--- AVAILABLE DATA ---

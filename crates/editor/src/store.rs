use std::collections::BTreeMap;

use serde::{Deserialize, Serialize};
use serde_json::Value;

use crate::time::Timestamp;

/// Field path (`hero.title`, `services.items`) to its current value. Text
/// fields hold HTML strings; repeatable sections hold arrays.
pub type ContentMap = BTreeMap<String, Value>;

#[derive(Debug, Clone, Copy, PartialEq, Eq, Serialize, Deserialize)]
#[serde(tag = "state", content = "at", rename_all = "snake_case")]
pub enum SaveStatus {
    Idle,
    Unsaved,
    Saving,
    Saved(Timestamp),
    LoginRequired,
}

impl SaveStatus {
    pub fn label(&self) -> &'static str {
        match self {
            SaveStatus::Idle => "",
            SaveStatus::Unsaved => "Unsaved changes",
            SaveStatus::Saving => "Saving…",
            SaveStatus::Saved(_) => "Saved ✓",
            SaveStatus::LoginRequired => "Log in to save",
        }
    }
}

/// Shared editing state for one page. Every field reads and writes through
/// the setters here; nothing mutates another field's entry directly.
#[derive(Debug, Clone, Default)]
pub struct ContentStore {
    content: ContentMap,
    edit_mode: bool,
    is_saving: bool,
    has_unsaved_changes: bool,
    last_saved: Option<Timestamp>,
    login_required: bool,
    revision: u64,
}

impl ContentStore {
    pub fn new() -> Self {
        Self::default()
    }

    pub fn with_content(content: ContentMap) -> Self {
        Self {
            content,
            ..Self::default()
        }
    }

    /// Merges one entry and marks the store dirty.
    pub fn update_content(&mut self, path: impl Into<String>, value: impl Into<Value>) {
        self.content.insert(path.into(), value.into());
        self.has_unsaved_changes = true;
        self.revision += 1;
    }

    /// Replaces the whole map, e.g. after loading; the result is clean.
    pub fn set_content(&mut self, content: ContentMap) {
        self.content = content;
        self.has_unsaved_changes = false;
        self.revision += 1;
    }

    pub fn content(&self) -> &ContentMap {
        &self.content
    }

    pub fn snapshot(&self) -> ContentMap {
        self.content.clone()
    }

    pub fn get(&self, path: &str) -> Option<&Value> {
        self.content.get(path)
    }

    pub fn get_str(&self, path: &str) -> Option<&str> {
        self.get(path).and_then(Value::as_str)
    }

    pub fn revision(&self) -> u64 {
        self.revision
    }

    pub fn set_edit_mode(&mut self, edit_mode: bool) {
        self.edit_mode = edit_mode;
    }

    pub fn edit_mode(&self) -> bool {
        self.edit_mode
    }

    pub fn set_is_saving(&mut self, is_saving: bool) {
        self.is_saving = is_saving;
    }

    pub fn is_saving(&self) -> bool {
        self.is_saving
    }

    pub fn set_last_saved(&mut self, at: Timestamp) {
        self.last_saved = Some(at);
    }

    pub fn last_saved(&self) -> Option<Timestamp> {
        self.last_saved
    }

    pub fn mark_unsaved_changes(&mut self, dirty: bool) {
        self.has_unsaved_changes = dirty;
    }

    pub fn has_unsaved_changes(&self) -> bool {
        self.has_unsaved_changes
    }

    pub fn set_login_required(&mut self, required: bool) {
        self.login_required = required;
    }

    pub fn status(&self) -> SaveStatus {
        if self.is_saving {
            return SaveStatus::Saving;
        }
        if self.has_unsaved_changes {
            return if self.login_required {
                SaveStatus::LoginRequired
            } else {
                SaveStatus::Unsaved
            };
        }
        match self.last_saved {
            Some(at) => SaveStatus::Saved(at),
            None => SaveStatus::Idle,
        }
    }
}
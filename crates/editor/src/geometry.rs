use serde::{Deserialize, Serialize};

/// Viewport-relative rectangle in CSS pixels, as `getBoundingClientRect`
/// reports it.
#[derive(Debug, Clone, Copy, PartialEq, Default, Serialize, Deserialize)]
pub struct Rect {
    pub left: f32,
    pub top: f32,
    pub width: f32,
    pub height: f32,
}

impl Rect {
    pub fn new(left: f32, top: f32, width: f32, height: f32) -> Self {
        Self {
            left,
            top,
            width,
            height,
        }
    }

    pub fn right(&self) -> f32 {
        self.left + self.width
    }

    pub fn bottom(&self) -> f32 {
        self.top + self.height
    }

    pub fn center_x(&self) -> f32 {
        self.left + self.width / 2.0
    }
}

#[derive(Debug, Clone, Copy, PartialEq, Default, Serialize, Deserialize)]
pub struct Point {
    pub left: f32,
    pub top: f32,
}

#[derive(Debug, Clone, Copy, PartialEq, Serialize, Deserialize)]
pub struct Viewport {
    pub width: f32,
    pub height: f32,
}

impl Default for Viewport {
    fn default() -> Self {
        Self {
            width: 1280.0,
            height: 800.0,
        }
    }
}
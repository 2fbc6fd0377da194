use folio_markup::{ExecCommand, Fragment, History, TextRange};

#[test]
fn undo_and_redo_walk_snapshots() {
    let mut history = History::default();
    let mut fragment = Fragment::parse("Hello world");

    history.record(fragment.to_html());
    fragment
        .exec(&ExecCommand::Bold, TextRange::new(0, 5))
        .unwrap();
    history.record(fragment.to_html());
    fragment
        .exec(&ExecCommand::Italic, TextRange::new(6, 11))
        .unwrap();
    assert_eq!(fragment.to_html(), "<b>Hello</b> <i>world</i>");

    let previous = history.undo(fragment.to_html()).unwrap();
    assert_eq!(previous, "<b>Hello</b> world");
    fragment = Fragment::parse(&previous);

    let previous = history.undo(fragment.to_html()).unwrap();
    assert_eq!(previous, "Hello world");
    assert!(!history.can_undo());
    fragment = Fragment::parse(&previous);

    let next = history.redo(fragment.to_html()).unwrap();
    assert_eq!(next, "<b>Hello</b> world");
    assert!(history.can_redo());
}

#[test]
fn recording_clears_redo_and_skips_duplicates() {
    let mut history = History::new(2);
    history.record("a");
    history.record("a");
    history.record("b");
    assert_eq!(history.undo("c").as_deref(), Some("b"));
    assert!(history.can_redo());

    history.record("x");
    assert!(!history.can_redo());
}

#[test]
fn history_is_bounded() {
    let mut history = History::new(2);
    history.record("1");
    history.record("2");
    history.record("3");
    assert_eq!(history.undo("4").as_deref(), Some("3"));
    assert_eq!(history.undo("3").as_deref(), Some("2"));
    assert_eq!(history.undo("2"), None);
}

---

- **WORK TO BE COMPLETED**:
Filter the entries by the string "crates" and copy each matching line.

- **EXERCISE ANSWER**:
filename crates/editor/src/store.rs
filename crates/editor/src/geometry.rs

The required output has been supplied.